16. training, by the processing circuitry, the machine learning model based on the plurality of sets of training data; 13. The method of claim 12, wherein training the machine learning model based on the multiple sets of training data includes causing the processing circuitry to recognize one or more patterns corresponding to one or more characteristics of the LV dysfunction metric and electrical cardiac data.

17. The method of claim 12 , further comprising labeling, by the processing circuitry, each set of training data among the plurality of sets of training data.

18. Labeling each set of training data among the plurality of sets of training data includes: identifying, by the processing circuitry, for each set of training data among the plurality of sets of training data, one or more characteristics of the set of training electrical cardiac data among the sets of training data; and labeling, by the processing circuitry, the set of training electrical cardiac data in each set of training data in the plurality of sets of training data with the one or more characteristics of the set of training electrical cardiac data.

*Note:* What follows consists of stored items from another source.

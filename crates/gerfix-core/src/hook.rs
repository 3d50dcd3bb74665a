//! Inline and named-export hook installation.
//!
//! Only compiled for 32-bit Windows; the target executable is an x86
//! image. Inline hooks land mid-function and dispatch to a fix callback
//! over the interrupted register block before the preserved original
//! instructions resume. Named-export detours replace a function entry and
//! keep a trampoline so the detour can delegate to the original.

use std::collections::BTreeSet;
use std::ffi::{CString, c_void};
use std::sync::{Arc, Mutex};

use ilhook::x86::{CallbackOption, HookFlags, HookPoint, HookType, Hooker, Registers};
use minhook::MinHook;
use tracing::debug;
use windows::Win32::System::LibraryLoader::{GetModuleHandleA, GetProcAddress};
use windows::core::PCSTR;

use crate::context::RegisterContext;
use crate::error::{Error, Result};
use crate::runtime::FixRuntime;

/// Callback type every inline hook dispatches to.
pub type FixCallback = fn(&mut dyn RegisterContext, &FixRuntime);

/// Sites currently claimed by installed inline hooks. No two controllers
/// ever target the same address; claiming a site twice is an install
/// error, not a silent re-hook.
static CLAIMED_SITES: Mutex<BTreeSet<usize>> = Mutex::new(BTreeSet::new());

fn claim_site(site: usize) -> Result<()> {
    let mut sites = CLAIMED_SITES.lock().unwrap();
    if !sites.insert(site) {
        return Err(Error::AlreadyHooked { address: site });
    }
    Ok(())
}

fn release_site(site: usize) {
    CLAIMED_SITES.lock().unwrap().remove(&site);
}

struct Dispatch {
    runtime: Arc<FixRuntime>,
    apply: FixCallback,
}

/// Jmp-back routine shared by every inline hook: wrap the raw register
/// block in a context view, run the fix callback, fall through to the
/// preserved original instructions. Nothing is returned to the host.
unsafe extern "C" fn dispatch_routine(regs: *mut Registers, user_data: usize) {
    let dispatch = unsafe { &*(user_data as *const Dispatch) };
    let mut ctx = LiveContext { regs };
    (dispatch.apply)(&mut ctx, &dispatch.runtime);
}

/// Live register view over an interrupted thread's saved register block.
struct LiveContext {
    regs: *mut Registers,
}

impl RegisterContext for LiveContext {
    fn xmm0_lane(&self, lane: usize) -> f32 {
        let xmm0 = unsafe { (*self.regs).xmm0 };
        f32::from_bits((xmm0 >> (lane * 32)) as u32)
    }

    fn set_xmm0_lane(&mut self, lane: usize, value: f32) {
        let shift = lane * 32;
        let mask = !(u128::from(u32::MAX) << shift);
        // SAFETY: the register block is exclusively ours for the duration
        // of the callback; ilhook restores it into xmm0 afterwards.
        unsafe {
            let xmm0 = (*self.regs).xmm0;
            (*self.regs).xmm0 = (xmm0 & mask) | (u128::from(value.to_bits()) << shift);
        }
    }

    fn eax(&self) -> u32 {
        unsafe { (*self.regs).eax }
    }

    fn read_u32(&self, address: u32) -> Option<u32> {
        if address == 0 {
            return None;
        }
        // SAFETY: callbacks only read fields of the record the hooked code
        // itself is dereferencing at this instant.
        Some(unsafe { std::ptr::read_unaligned(address as *const u32) })
    }

    fn write_f32(&mut self, address: u32, value: f32) -> bool {
        if address == 0 {
            return false;
        }
        // SAFETY: same record as above; the fields are writable game data.
        unsafe { std::ptr::write_unaligned(address as *mut f32, value) };
        true
    }
}

/// One installed inline hook: a resolved site, its callback wiring, and
/// its enabled state.
pub struct InlineHook {
    site: usize,
    dispatch: &'static Dispatch,
    point: Option<HookPoint>,
}

impl InlineHook {
    /// Install a jmp-back hook at `site`. The callback then runs
    /// synchronously on whichever host thread reaches the site, before the
    /// original instruction stream resumes.
    pub fn install(site: usize, runtime: Arc<FixRuntime>, apply: FixCallback) -> Result<Self> {
        claim_site(site)?;

        // Hooks live for the process lifetime; the dispatch block is
        // leaked so the routine can reference it from any host thread.
        let dispatch: &'static Dispatch = Box::leak(Box::new(Dispatch { runtime, apply }));
        let mut hook = Self {
            site,
            dispatch,
            point: None,
        };

        if let Err(e) = hook.arm() {
            release_site(site);
            return Err(e);
        }
        Ok(hook)
    }

    fn arm(&mut self) -> Result<()> {
        let hooker = Hooker::new(
            self.site,
            HookType::JmpBack(dispatch_routine),
            CallbackOption::None,
            self.dispatch as *const Dispatch as usize,
            HookFlags::empty(),
        );

        // SAFETY: the site was matched inside the module's mapped image and
        // is claimed exclusively by this handle; ilhook preserves whole
        // instructions when it steals the patch bytes.
        let point = unsafe { hooker.hook() }.map_err(|e| Error::HookInstall {
            address: self.site,
            message: format!("{:?}", e),
        })?;
        self.point = Some(point);
        debug!("inline hook armed at {:#x}", self.site);
        Ok(())
    }

    /// Re-install a disabled hook at its original site.
    pub fn enable(&mut self) -> Result<()> {
        if self.point.is_some() {
            return Ok(());
        }
        claim_site(self.site)?;
        if let Err(e) = self.arm() {
            release_site(self.site);
            return Err(e);
        }
        Ok(())
    }

    /// Restore the original bytes at the site, byte for byte; the host
    /// then behaves as if it was never patched.
    pub fn disable(&mut self) {
        if let Some(point) = self.point.take() {
            drop(point);
            release_site(self.site);
            debug!("inline hook disarmed at {:#x}", self.site);
        }
    }

    pub fn is_enabled(&self) -> bool {
        self.point.is_some()
    }

    pub fn site(&self) -> usize {
        self.site
    }
}

impl Drop for InlineHook {
    fn drop(&mut self) {
        self.disable();
    }
}

/// A detour on a named export, with a trampoline to the original.
///
/// Used for hooks into system libraries, where a stable exported symbol
/// makes signature scanning unnecessary.
pub struct ApiHook {
    target: *mut c_void,
    trampoline: *mut c_void,
}

// SAFETY: both pointers refer to code locations resolved once and never
// moved; the handle itself carries no thread-affine state.
unsafe impl Send for ApiHook {}
unsafe impl Sync for ApiHook {}

impl ApiHook {
    /// Resolve `module!symbol` and prepare a detour to `detour`. The hook
    /// is created disabled so the caller can park the trampoline where the
    /// detour will find it before any call is redirected.
    pub fn create(module: &str, symbol: &str, detour: *mut c_void) -> Result<Self> {
        let target = resolve_export(module, symbol)?;

        // SAFETY: target is a live export and detour matches its ABI.
        let trampoline =
            unsafe { MinHook::create_hook(target, detour) }.map_err(|e| Error::HookInstall {
                address: target as usize,
                message: format!("{:?}", e),
            })?;

        Ok(Self { target, trampoline })
    }

    /// Start redirecting calls through the detour.
    pub fn enable(&self) -> Result<()> {
        // SAFETY: the hook at `target` was created above.
        unsafe { MinHook::enable_hook(self.target) }.map_err(|e| Error::HookInstall {
            address: self.target as usize,
            message: format!("{:?}", e),
        })
    }

    /// Entry point that reaches the original function.
    pub fn trampoline(&self) -> *mut c_void {
        self.trampoline
    }

    pub fn target(&self) -> *mut c_void {
        self.target
    }
}

/// Address of a named export.
pub fn resolve_export(module: &str, symbol: &str) -> Result<*mut c_void> {
    let unresolved = || Error::ExportResolve {
        module: module.to_string(),
        symbol: symbol.to_string(),
    };

    let module_name = CString::new(module).map_err(|_| unresolved())?;
    let symbol_name = CString::new(symbol).map_err(|_| unresolved())?;

    // SAFETY: both strings are NUL-terminated and outlive the calls.
    unsafe {
        let handle =
            GetModuleHandleA(PCSTR(module_name.as_ptr().cast())).map_err(|_| unresolved())?;
        let address = GetProcAddress(handle, PCSTR(symbol_name.as_ptr().cast()))
            .ok_or_else(unresolved)?;
        Ok(address as *mut c_void)
    }
}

19. Labeling each set of training data among the plurality of sets of training data includes: identifying, by the processing circuitry, a time corresponding to each value of the one or more values ​​of the LV dysfunction metric in information indicative of the one or more values ​​of the LV dysfunction metric in the set of training data; and associating, by the processing circuitry, the time corresponding to each value of the one or more values ​​of the LV dysfunction metric with a time of the set of training electrocardiac data.

20. 1. A non-transitory computer-readable storage medium containing program instructions that, when executed by a processing circuit of a medical device system comprising one or more electrodes and configured to generate electrical cardiac data based on cardiac signals sensed from a patient via the one or more electrodes, cause the processing circuit to: applying a machine learning model to the electrical cardiac data to determine values ​​of left ventricular (LV) dysfunction metrics, the machine learning model being trained based on a plurality of sets of training data, each set of training data of the plurality of sets of training data including a set of training electrical cardiac data and information indicative of one or more values ​​of the LV dysfunction metrics corresponding to the set of training electrical cardiac data; the processing circuitry being in communication with a memory of the medical device system, the memory being configured to store the machine learning model and the plurality of sets of training data; A non-transitory computer-readable storage medium that causes a computing device to output the determined value of the LV dysfunction metric.